Department of Forensic Biology, Office of Chief Medical Examiner of The City of New York, 421 E 26th Street, New York, NY 10016, United States.
Forensic Sci Int Genet. 2012 Dec;6(6):749-61. doi: 10.1016/j.fsigen.2012.08.007. Epub 2012 Sep 20.
DNA mixture analysis is a current topic of discussion in the forensics literature. Of particular interest is how to approach mixtures where allelic drop-out and/or drop-in may have occurred. The Office of Chief Medical Examiner (OCME) of The City of New York has developed and validated the Forensic Statistical Tool (FST), a software tool for likelihood ratio analysis of forensic DNA samples, allowing for allelic drop-out and drop-in. FST can be used for single source samples and for mixtures of DNA from two or three contributors, with or without known contributors. Drop-out and drop-in probabilities were estimated empirically through analysis of over 2000 amplifications of more than 700 mixtures and single source samples. Drop-out rates used by FST are a function of the Identifiler(®) locus, the quantity of template DNA amplified, the number of amplification cycles, the number of contributors to the sample, and the approximate mixture ratio (either unequal or approximately equal). Drop-out rates were estimated separately for heterozygous and homozygous genotypes. Drop-in rates used by FST are a function of number of amplification cycles only. FST was validated using 454 mock evidence samples generated from DNA mixtures and from items handled by one to four persons. For each sample, likelihood ratios (LRs) were computed for each true contributor and for each profile in a database of over 1200 non-contributors. A wide range of LRs for true contributors was obtained, as true contributors' alleles may be labeled at some or all of the tested loci. However, the LRs were consistent with OCME's qualitative assessments of the results. The second set of data was used to evaluate FST LR results when the test sample in the prosecution hypothesis of the LR is not a contributor to the mixture. With this validation, we demonstrate that LRs generated using FST are consistent with, but more informative than, OCME's qualitative sample assessments and that LRs for non-contributors are appropriately assigned.
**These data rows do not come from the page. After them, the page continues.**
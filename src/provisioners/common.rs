/* Copyright (C) 2025 Pedro Henrique / phkaiser13
 * File: src/provisioners/common.rs
 * Shared helpers for driving external CLIs: a streaming runner for
 * long-running commands, a capturing runner for queries, and a bounded
 * polling loop for readiness waits.
 * SPDX-License-Identifier: Apache-2.0 */

use crate::error::{Error, Result};
use std::future::Future;
use std::collections::VecDeque;
use std::process::{ExitStatus, Stdio};
use std::time::Duration;
use tokio::io::{AsyncBufReadExt, BufReader};
use tokio::process::Command;
use tokio::time::Instant;
use tracing::debug;

/// How many trailing stderr lines a failure message keeps.
const STDERR_TAIL: usize = 20;

/// Interval between readiness checks.
pub const POLL_INTERVAL: Duration = Duration::from_secs(2);

/// Captured result of a finished command.
#[derive(Debug)]
pub struct CommandOutput {
    pub status: ExitStatus,
    pub stdout: String,
    pub stderr: String,
}

impl CommandOutput {
    pub fn success(&self) -> bool {
        self.status.success()
    }

    pub fn into_error(self, command: &Command) -> Error {
        Error::CommandFailed {
            command: describe(command),
            status: self.status.to_string(),
            stderr: self.stderr.trim().to_string(),
        }
    }
}

/// Renders a command line for logs and error messages.
pub fn describe(command: &Command) -> String {
    let inner = command.as_std();
    std::iter::once(inner.get_program().to_string_lossy().into_owned())
        .chain(inner.get_args().map(|a| a.to_string_lossy().into_owned()))
        .collect::<Vec<_>>()
        .join(" ")
}

/// Executes a command, streams its output to stdout/stderr, and waits for completion.
pub async fn execute_command(command: &mut Command) -> Result<()> {
    let line = describe(command);
    debug!("Running {}", line);

    command.stdout(Stdio::piped());
    command.stderr(Stdio::piped());

    let mut child = command.spawn().map_err(|source| Error::Spawn {
        command: line.clone(),
        source,
    })?;

    let stdout = child.stdout.take().ok_or_else(|| {
        Error::Io(std::io::Error::other("child process did not have a handle to stdout"))
    })?;
    let stderr = child.stderr.take().ok_or_else(|| {
        Error::Io(std::io::Error::other("child process did not have a handle to stderr"))
    })?;

    let mut stdout_reader = BufReader::new(stdout).lines();
    let mut stderr_reader = BufReader::new(stderr).lines();
    let (mut stdout_open, mut stderr_open) = (true, true);
    let mut tail: VecDeque<String> = VecDeque::with_capacity(STDERR_TAIL);

    while stdout_open || stderr_open {
        tokio::select! {
            line = stdout_reader.next_line(), if stdout_open => match line? {
                Some(line) => println!("{}", line),
                None => stdout_open = false,
            },
            line = stderr_reader.next_line(), if stderr_open => match line? {
                Some(line) => {
                    eprintln!("{}", line);
                    if tail.len() == STDERR_TAIL {
                        tail.pop_front();
                    }
                    tail.push_back(line);
                }
                None => stderr_open = false,
            },
        }
    }

    let status = child.wait().await?;
    if status.success() {
        Ok(())
    } else {
        Err(Error::CommandFailed {
            command: line,
            status: status.to_string(),
            stderr: Vec::from(tail).join("\n"),
        })
    }
}

/// Runs a command to completion and captures its output without judging the exit status.
pub async fn capture_command(command: &mut Command) -> Result<CommandOutput> {
    let line = describe(command);
    debug!("Running {}", line);

    let output = command
        .stdin(Stdio::null())
        .output()
        .await
        .map_err(|source| Error::Spawn {
            command: line,
            source,
        })?;

    Ok(CommandOutput {
        status: output.status,
        stdout: String::from_utf8_lossy(&output.stdout).into_owned(),
        stderr: String::from_utf8_lossy(&output.stderr).into_owned(),
    })
}

/// Runs a command and returns its stdout, failing on a non-zero exit.
pub async fn run_captured(command: &mut Command) -> Result<String> {
    let output = capture_command(command).await?;
    if output.success() {
        Ok(output.stdout)
    } else {
        Err(output.into_error(command))
    }
}

/// Whether a CLI error message carries one of the tool's own markers for a
/// missing target. Markers are matched verbatim, never by loose keywords.
pub fn reports_missing(stderr: &str, markers: &[&str]) -> bool {
    markers.iter().any(|marker| stderr.contains(marker))
}

/// Outcome of a removal command: success, `NotFound` when stderr carries one
/// of `markers`, or the command failure itself.
pub fn removal_outcome(
    output: CommandOutput,
    command: &Command,
    kind: &str,
    name: &str,
    markers: &[&str],
) -> Result<()> {
    if output.success() {
        Ok(())
    } else if reports_missing(&output.stderr, markers) {
        Err(Error::not_found(kind, name))
    } else {
        Err(output.into_error(command))
    }
}

/// Polls `check` until it reports true or `timeout` elapses.
pub async fn wait_until<F, Fut>(what: &str, timeout: Duration, mut check: F) -> Result<()>
where
    F: FnMut() -> Fut,
    Fut: Future<Output = Result<bool>>,
{
    let deadline = Instant::now() + timeout;
    loop {
        if check().await? {
            return Ok(());
        }
        if Instant::now() >= deadline {
            return Err(Error::Timeout {
                what: what.to_string(),
                after: timeout,
            });
        }
        tokio::time::sleep(POLL_INTERVAL).await;
    }
}

#[cfg(test)]
mod tests {
    use super::*;
    use std::sync::atomic::{AtomicU32, Ordering};

    #[test]
    fn test_describe_command_line() {
        let mut command = Command::new("helm");
        command.args(["status", "arc", "-n", "arc-systems"]);
        assert_eq!(describe(&command), "helm status arc -n arc-systems");
    }

    #[test]
    fn test_missing_markers_match_verbatim() {
        let markers = ["release: not found"];
        assert!(reports_missing("Error: uninstall: Release not loaded: arc: release: not found", &markers));
        assert!(!reports_missing(
            "Error: Kubernetes cluster unreachable: dial tcp: lookup k3d-arc-cluster: no such host",
            &markers
        ));
        assert!(!reports_missing("open /root/.kube/config: no such file or directory", &markers));
        assert!(!reports_missing("permission denied", &markers));
    }

    fn failing(stderr: &str) -> Command {
        let mut command = Command::new("sh");
        command.args(["-c", &format!("echo '{}' >&2; exit 1", stderr)]);
        command
    }

    #[tokio::test]
    async fn test_removal_of_missing_target_is_not_found() {
        let mut command = failing("Error: uninstall: Release not loaded: arc: release: not found");
        let output = capture_command(&mut command).await.unwrap();
        let err = removal_outcome(output, &command, "helm release", "arc", &["release: not found"])
            .unwrap_err();
        assert!(err.is_not_found());
    }

    #[tokio::test]
    async fn test_unreachable_backend_is_not_mistaken_for_absence() {
        let mut command =
            failing("Error: Kubernetes cluster unreachable: lookup k3d-arc-cluster: no such host");
        let output = capture_command(&mut command).await.unwrap();
        let err = removal_outcome(output, &command, "helm release", "arc", &["release: not found"])
            .unwrap_err();
        assert!(!err.is_not_found());
        assert!(matches!(err, Error::CommandFailed { .. }));
        assert!(err.to_string().contains("no such host"));
    }

    #[tokio::test]
    async fn test_execute_command_keeps_only_the_stderr_tail() {
        let mut command = Command::new("sh");
        command.args(["-c", "for i in $(seq 1 30); do echo line$i >&2; done; exit 1"]);
        match execute_command(&mut command).await {
            Err(Error::CommandFailed { stderr, .. }) => {
                let lines: Vec<&str> = stderr.lines().collect();
                assert_eq!(lines.len(), STDERR_TAIL);
                assert_eq!(lines.first(), Some(&"line11"));
                assert_eq!(lines.last(), Some(&"line30"));
            }
            other => panic!("unexpected result {:?}", other),
        }
    }

    #[tokio::test(start_paused = true)]
    async fn test_wait_until_succeeds_after_retries() {
        let counter = AtomicU32::new(0);
        let polls = &counter;
        wait_until("three polls", Duration::from_secs(60), || async move {
            Ok::<_, Error>(polls.fetch_add(1, Ordering::SeqCst) >= 2)
        })
        .await
        .unwrap();
        assert_eq!(counter.load(Ordering::SeqCst), 3);
    }

    #[tokio::test(start_paused = true)]
    async fn test_wait_until_times_out() {
        let err = wait_until("never", Duration::from_secs(10), || async { Ok::<_, Error>(false) })
            .await
            .unwrap_err();
        assert!(matches!(err, Error::Timeout { .. }));
        assert!(err.to_string().contains("never"));
    }

    #[tokio::test]
    async fn test_capture_reports_failure_without_erroring() {
        let mut command = Command::new("sh");
        command.args(["-c", "echo out; echo oops >&2; exit 3"]);
        let output = capture_command(&mut command).await.unwrap();
        assert!(!output.success());
        assert_eq!(output.stdout.trim(), "out");
        assert_eq!(output.stderr.trim(), "oops");
    }

    #[tokio::test]
    async fn test_execute_command_surfaces_stderr_tail() {
        let mut command = Command::new("sh");
        command.args(["-c", "echo progress; echo boom >&2; exit 1"]);
        match execute_command(&mut command).await {
            Err(Error::CommandFailed { stderr, .. }) => assert_eq!(stderr, "boom"),
            other => panic!("unexpected result {:?}", other),
        }
    }

    #[tokio::test]
    async fn test_spawn_failure_names_the_program() {
        let mut command = Command::new("definitely-not-a-real-binary");
        let err = run_captured(&mut command).await.unwrap_err();
        assert!(matches!(err, Error::Spawn { .. }));
    }
}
DNA 混合分析是法医学文献中的一个当前讨论话题。特别感兴趣的是如何处理可能发生等位基因缺失和/或掺入的混合物。纽约市首席法医办公室 (OCME) 开发并验证了法医统计工具 (FST),这是一种用于法医 DNA 样本似然比分析的软件工具,允许存在等位基因缺失和掺入。FST 可用于单源样本和来自两个或三个供体的 DNA 混合物,无论供体是否已知。通过对超过 700 个混合物和单源样本的 2000 多次扩增的分析,经验估计了缺失和掺入的概率。FST 使用的缺失率是 Identifiler(®) 基因座、扩增的模板 DNA 量、扩增循环数、样品中供体的数量以及近似混合物比例(不相等或近似相等)的函数。缺失率分别针对杂合子和纯合子基因型进行估计。FST 使用的掺入率仅与扩增循环数有关。使用来自 DNA 混合物和由一到四人处理的物品生成的 454 个模拟证据样本对 FST 进行了验证。对于每个样本,为每个真实供体和数据库中的每个图谱计算了似然比 (LR)。对于真实供体获得了广泛的 LR 值,因为真实供体的等位基因可能在某些或所有测试基因座上被标记。然而,LR 与 OCME 对结果的定性评估一致。第二组数据用于评估 LR 中测试样本不是混合物供体时 FST LR 结果。通过这种验证,我们证明使用 FST 生成的 LR 与 OCME 的定性样本评估一致,但更具信息量,并且非供体的 LR 被适当地分配。